We are very proud of our certification. Gold Coast Refinery (GCR) believes that a successful refining business must be conducted in an environmentally and socially responsible manner, not just in an economically viable way. This will also help GCR to integrate the UN Sustainable Development Goals (SDGs) into its business operations in line with its vision of promoting sustainable gold supply chains. As well as demonstrating commitment to the protection of human rights, labour rights, the prevention of environmental pollution, traceability and transparency.
As the first certified gold refinery in Ghana, what were the biggest challenges and opportunities you faced in achieving certification?
Achieving RJC Code of Practices certification is a continuous improvement process, that requires time and investment. All the members of the CGR team have worked tirelessly to prepare for the rigorous third-party audit. We have learnt a lot about our own operations, improved some of our processes and developed and implemented new ones. We have also had strong engagement with our business partners and stakeholders.
How do you see the future of sustainability within the precious metals industry in Ghana?
Ghana is a country known for its gold, timber and cocoa production. It is the number 1 gold producer in Africa, and number 6 worldwide. The challenges have always been adding value to the raw materials prior to exporting, curbing smuggling out of the country.. The gold is largely produced by Artisanal Small -scale Miners, who often use mercury which is highly detrimental to their health and the environment.
Regardless, we believe Ghana has an enormous potential and the ability to meet its ambitious domestic gold purchase programme and the development of responsible supply chains of gold from artisanal and small scale mines. GCR’s vision is to contribute positively to the country’s programmes by adding value to precious metals.
What do the next 3 years look like for Gold Coast Refinery?
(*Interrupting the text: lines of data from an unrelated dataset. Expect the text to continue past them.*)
use crate::params::Params;
use anyhow::{ensure, Context, Result};
use auto_impl::auto_impl;
use byteorder::{LittleEndian, ReadBytesExt};
use rand::{CryptoRng, RngCore};
use sha3::{
    digest::{ExtendableOutput, Update, XofReader},
    Shake256,
};
use tracing::{debug, instrument};

/// Matrix is the n-by-m sumhash matrix A with elements in Z_q where q=2^64.
#[derive(Clone)]
pub struct Matrix {
    matrix: Vec<Vec<u64>>,
}

impl Matrix {
    /// random generates a random n x m matrix, m = compression_factor * n * 64, reading
    /// every element as 8 little-endian bytes from the random source.
    ///
    /// A source that runs dry aborts the generation; no partially filled matrix is returned.
    pub fn random<T: ReadBytesExt>(
        mut rand: T,
        n: usize,
        compression_factor: usize,
    ) -> Result<Self> {
        let params = Params::new(n, compression_factor);
        params.validate()?;
        let m = params.columns();

        let mut matrix = Vec::with_capacity(n);
        for i in 0..n {
            let mut row = Vec::with_capacity(m);
            for j in 0..m {
                let a = rand
                    .read_u64::<LittleEndian>()
                    .with_context(|| format!("entropy source exhausted at A[{}][{}]", i, j))?;
                row.push(a);
            }
            matrix.push(row);
        }

        debug!(n, m, "generated random matrix");
        Ok(Matrix { matrix })
    }

    /// random_from_rng generates a random matrix from a cryptographically secure rng,
    /// e.g. `rand::rngs::OsRng`.
    pub fn random_from_rng<R: RngCore + CryptoRng>(
        rng: &mut R,
        n: usize,
        compression_factor: usize,
    ) -> Result<Self> {
        Matrix::random(RngReader(rng), n, compression_factor)
    }

    /// from_seed creates a random-looking matrix from the seed bytes, expanded with SHAKE256.
    /// Both n and m have to fit in 16 bits since they are absorbed into the XOF.
    pub fn from_seed(seed: &[u8], n: usize, compression_factor: usize) -> Result<Self> {
        let params = Params::new(n, compression_factor);
        params.validate()?;
        let m = params.columns();
        ensure!(
            n <= u16::MAX as usize && m <= u16::MAX as usize,
            "matrix dimensions {}x{} do not fit the seed header",
            n,
            m
        );

        let mut xof = Shake256::default();
        xof.update(&64u16.to_le_bytes());
        xof.update(&(n as u16).to_le_bytes());
        xof.update(&(m as u16).to_le_bytes());
        xof.update(seed);

        Matrix::random(XofBytes(xof.finalize_xof()), n, compression_factor)
    }

    /// rows returns n.
    pub fn rows(&self) -> usize {
        self.matrix.len()
    }

    /// columns returns m.
    pub fn columns(&self) -> usize {
        self.matrix[0].len()
    }

    /// lookup_table generates a lookuptable used to increase hash calculation performance.
    #[instrument(skip_all, level = "debug")]
    pub fn lookup_table(&self) -> LookupTable {
        let n = self.rows();
        let m = self.columns();

        let lookup_table: Vec<Vec<[u64; 256]>> = self
            .matrix
            .iter()
            .map(|row| {
                row.chunks_exact(8)
                    .map(|group| {
                        let mut sums = [0u64; 256];
                        sums.iter_mut()
                            .enumerate()
                            .for_each(|(b, sum)| *sum = sum_bits(group, b as u8));
                        sums
                    })
                    .collect::<Vec<_>>()
            })
            .collect();

        debug!(n, groups = m / 8, "derived lookup table");
        LookupTable { lookup_table }
    }
}

// mask returns all ones if the lowest bit of b is set, zero otherwise.
#[inline(always)]
fn mask(b: u8) -> u64 {
    -i64::from(b & 1) as u64
}

// sum_bits adds up a[p] for every bit p of b that is set, counting from the most
// significant bit. It is the unrolled form of
//
//   for p in 0..8 {
//     if (b << p) & 0x80 != 0 {
//       x += a[p]
//     }
//   }
fn sum_bits(a: &[u64], b: u8) -> u64 {
    let a0 = a[0] & mask(b >> 7);
    let a1 = a[1] & mask(b >> 6);
    let a2 = a[2] & mask(b >> 5);
    let a3 = a[3] & mask(b >> 4);
    let a4 = a[4] & mask(b >> 3);
    let a5 = a[5] & mask(b >> 2);
    let a6 = a[6] & mask(b >> 1);
    let a7 = a[7] & mask(b);

    a0.wrapping_add(a1)
        .wrapping_add(a2)
        .wrapping_add(a3)
        .wrapping_add(a4)
        .wrapping_add(a5)
        .wrapping_add(a6)
        .wrapping_add(a7)
}

// RngReader exposes a fallible rng as a byte reader.
struct RngReader<'a, R>(&'a mut R);

impl<R: RngCore> std::io::Read for RngReader<'_, R> {
    fn read(&mut self, buf: &mut [u8]) -> std::io::Result<usize> {
        self.0
            .try_fill_bytes(buf)
            .map_err(|e| std::io::Error::new(std::io::ErrorKind::Other, e))?;
        Ok(buf.len())
    }
}

// XofBytes exposes an infinite XOF stream as a byte reader.
struct XofBytes<X>(X);

impl<X: XofReader> std::io::Read for XofBytes<X> {
    fn read(&mut self, buf: &mut [u8]) -> std::io::Result<usize> {
        self.0.read(buf);
        Ok(buf.len())
    }
}

/// LookupTable is the precomputed sums from a matrix for every possible byte of input.
/// Its dimensions are [n][m/8][256]u64.
#[derive(Clone)]
pub struct LookupTable {
    lookup_table: Vec<Vec<[u64; 256]>>,
}

/// Compressor represents the compression function which is performed on a message.
#[auto_impl(&, &mut, Box, Rc, Arc)]
pub trait Compressor {
    /// compress performs the compression algorithm on msg and writes the output words into dst.
    ///
    /// Panics if msg is not exactly `input_len()` bytes or dst is shorter than `output_len()`.
    fn compress(&self, dst: &mut [u64], msg: &[u8]);
    /// input_len returns the valid length of a message in bytes.
    fn input_len(&self) -> usize; // len(msg)
    /// output_len returns the number of 64-bit words written by the compression function.
    fn output_len(&self) -> usize; // len(dst)
}

fn check_lengths<C: Compressor + ?Sized>(c: &C, dst: &[u64], msg: &[u8]) {
    if msg.len() != c.input_len() {
        panic!(
            "could not compress message. input size is wrong. size is {:?}, expected {:?}",
            msg.len(),
            c.input_len()
        );
    }
    if dst.len() < c.output_len() {
        panic!(
            "could not compress message. output buffer too short. size is {:?}, expected {:?}",
            dst.len(),
            c.output_len()
        );
    }
}

impl Compressor for Matrix {
    fn input_len(&self) -> usize {
        self.columns() / 8
    }

    fn output_len(&self) -> usize {
        self.rows()
    }

    fn compress(&self, dst: &mut [u64], msg: &[u8]) {
        check_lengths(self, dst, msg);

        self.matrix.iter().zip(dst.iter_mut()).for_each(|(row, d)| {
            let mut x = 0u64;
            msg.iter().enumerate().for_each(|(j, &byte)| {
                // bit b of the byte, most significant first, selects column 8j+b
                (0..8).for_each(|b| {
                    x = x.wrapping_add(row[8 * j + b] & mask((byte << b) >> 7));
                });
            });
            *d = x;
        });
    }
}

impl Compressor for LookupTable {
    fn input_len(&self) -> usize {
        self.lookup_table[0].len()
    }

    fn output_len(&self) -> usize {
        self.lookup_table.len()
    }

    fn compress(&self, dst: &mut [u64], msg: &[u8]) {
        check_lengths(self, dst, msg);

        self.lookup_table
            .iter()
            .zip(dst.iter_mut())
            .for_each(|(row, d)| {
                *d = row
                    .iter()
                    .zip(msg)
                    .fold(0u64, |x, (sums, &byte)| x.wrapping_add(sums[byte as usize]));
            });
    }
}

#[cfg(test)]
pub mod test {
    use super::*;
    use proptest::prelude::*;
    use rand::{rngs::StdRng, SeedableRng};

    fn xof() -> impl std::io::Read {
        XofBytes(Shake256::default().finalize_xof())
    }

    #[test]
    fn compression() {
        const N: usize = 14;
        const M: usize = N * 64 * 2;

        let a = Matrix::random(xof(), N, 2).unwrap();
        let at = a.lookup_table();

        assert_eq!(a.input_len(), M / 8, "unexpected input len (A)");
        assert_eq!(at.input_len(), M / 8, "unexpected input len (At)");
        assert_eq!(a.output_len(), N, "unexpected output len (A)");
        assert_eq!(at.output_len(), N, "unexpected output len (At)");

        let mut dst1 = vec![0u64; a.output_len()];
        let mut dst2 = vec![0u64; a.output_len()];

        (0..1000).for_each(|_| {
            let msg: Vec<u8> = (0..a.input_len()).map(|_| rand::random::<u8>()).collect();
            a.compress(&mut dst1, &msg);
            at.compress(&mut dst2, &msg);

            assert_eq!(dst1, dst2, "matrix and lookup table outputs are different");
        });
    }

    #[test]
    fn most_significant_bit_first() {
        let a = Matrix::random(xof(), 2, 1).unwrap();
        let at = a.lookup_table();
        let mut msg = vec![0u8; a.input_len()];
        let mut dst = vec![0u64; 2];

        a.compress(&mut dst, &msg);
        assert_eq!(dst, vec![0, 0]);

        // 0x80 in byte 3 selects column 24, 0x01 selects column 31
        msg[3] = 0x80;
        a.compress(&mut dst, &msg);
        assert_eq!(dst, vec![a.matrix[0][24], a.matrix[1][24]]);

        msg[3] = 0x81;
        a.compress(&mut dst, &msg);
        assert_eq!(
            dst,
            vec![
                a.matrix[0][24].wrapping_add(a.matrix[0][31]),
                a.matrix[1][24].wrapping_add(a.matrix[1][31]),
            ]
        );

        assert_eq!(at.lookup_table[1][3][0x81], dst[1]);
    }

    #[test]
    fn sums_wrap_around() {
        let a = Matrix {
            matrix: vec![vec![u64::MAX; 64]],
        };
        let mut dst = [0u64; 1];
        let mut msg = [0u8; 8];
        msg[0] = 0xc0;
        a.compress(&mut dst, &msg);
        assert_eq!(dst[0], u64::MAX - 1);

        a.lookup_table().compress(&mut dst, &[0xff; 8]);
        assert_eq!(dst[0], 0u64.wrapping_sub(64));
    }

    #[test]
    fn longer_destination_is_accepted() {
        let a = Matrix::random(xof(), 3, 1).unwrap();
        let mut dst = vec![7u64; 5];
        a.compress(&mut dst, &vec![0xff; a.input_len()]);
        assert_eq!(dst[3..], [7, 7]);
    }

    #[test]
    #[should_panic(expected = "input size is wrong")]
    fn short_message_panics() {
        let a = Matrix::random(xof(), 3, 1).unwrap();
        let mut dst = vec![0u64; 3];
        a.compress(&mut dst, &vec![0; a.input_len() - 1]);
    }

    #[test]
    #[should_panic(expected = "output buffer too short")]
    fn short_destination_panics() {
        let at = Matrix::random(xof(), 3, 1).unwrap().lookup_table();
        let mut dst = vec![0u64; 2];
        at.compress(&mut dst, &vec![0; at.input_len()]);
    }

    #[test]
    fn exhausted_entropy_fails() {
        // one byte short of 2 rows of 128 words
        let bytes = vec![0xab; 2 * 128 * 8 - 1];
        let err = Matrix::random(&bytes[..], 2, 1).err().unwrap();
        assert!(
            format!("{:#}", err).contains("A[1][127]"),
            "unexpected error: {:#}",
            err
        );
    }

    #[test]
    fn random_reads_little_endian() {
        let bytes: Vec<u8> = (0..64u64).flat_map(|x| (x << 56 | x).to_le_bytes()).collect();
        let a = Matrix::random(&bytes[..], 1, 1).unwrap();
        assert_eq!(a.rows(), 1);
        assert_eq!(a.columns(), 64);
        assert_eq!(a.matrix[0][5], 5 << 56 | 5);
    }

    #[test]
    fn random_from_rng() {
        let mut rng = StdRng::seed_from_u64(1);
        let a = Matrix::random_from_rng(&mut rng, 4, 2).unwrap();
        assert_eq!((a.rows(), a.columns()), (4, 512));

        let mut rng = StdRng::seed_from_u64(1);
        let b = Matrix::random_from_rng(&mut rng, 4, 2).unwrap();
        assert_eq!(a.matrix, b.matrix);
    }

    #[test]
    fn from_seed() {
        let a = Matrix::from_seed(b"seed", 4, 2).unwrap();
        let b = Matrix::from_seed(b"seed", 4, 2).unwrap();
        let c = Matrix::from_seed(b"other seed", 4, 2).unwrap();
        assert_eq!(a.matrix, b.matrix);
        assert_ne!(a.matrix, c.matrix);

        assert!(Matrix::from_seed(b"seed", 512, 2).is_err());
        assert!(Matrix::from_seed(b"seed", 0, 2).is_err());
    }

    proptest! {
        #[test]
        fn lookup_table_matches_matrix(seed in any::<u64>(), msg in prop::collection::vec(any::<u8>(), 64)) {
            let mut rng = StdRng::seed_from_u64(seed);
            let a = Matrix::random_from_rng(&mut rng, 4, 2).unwrap();
            let at = a.lookup_table();

            let mut dst1 = [0u64; 4];
            let mut dst2 = [0u64; 4];
            a.compress(&mut dst1, &msg);
            at.compress(&mut dst2, &msg);
            prop_assert_eq!(dst1, dst2);
        }
    }
}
Looking ahead, we envisage an expansion of the responsible sourcing program and sustainable business practices including environmental, social and governance components across our precious metal value chain in Africa.
We will accelerate our engagement upstream with artisanal and small scale miners we source from to develop a robust, responsible and traceable supply chain that has a positive impact on the mining communities.
We are planning the introduction of decarbonisation technology to reduce the carbon footprint in small scale mining in line with international standards.
GCR is exploring the increase of its line of product to the addition of minting of medallions and Jewelry production, one of such examples was the production of Commemorative Coins of the King of Ashanti Region, HRM Otumfuo Osei Tutu II, the Asantehene the /the Ashanti region in South Ghana is known as the “Kingdom of gold”.
We also intend to partner with key stakeholders in Ghana such as the School of Mines to provide practical training for students, and the chamber of mines to ensure the enhancement of standards across the country.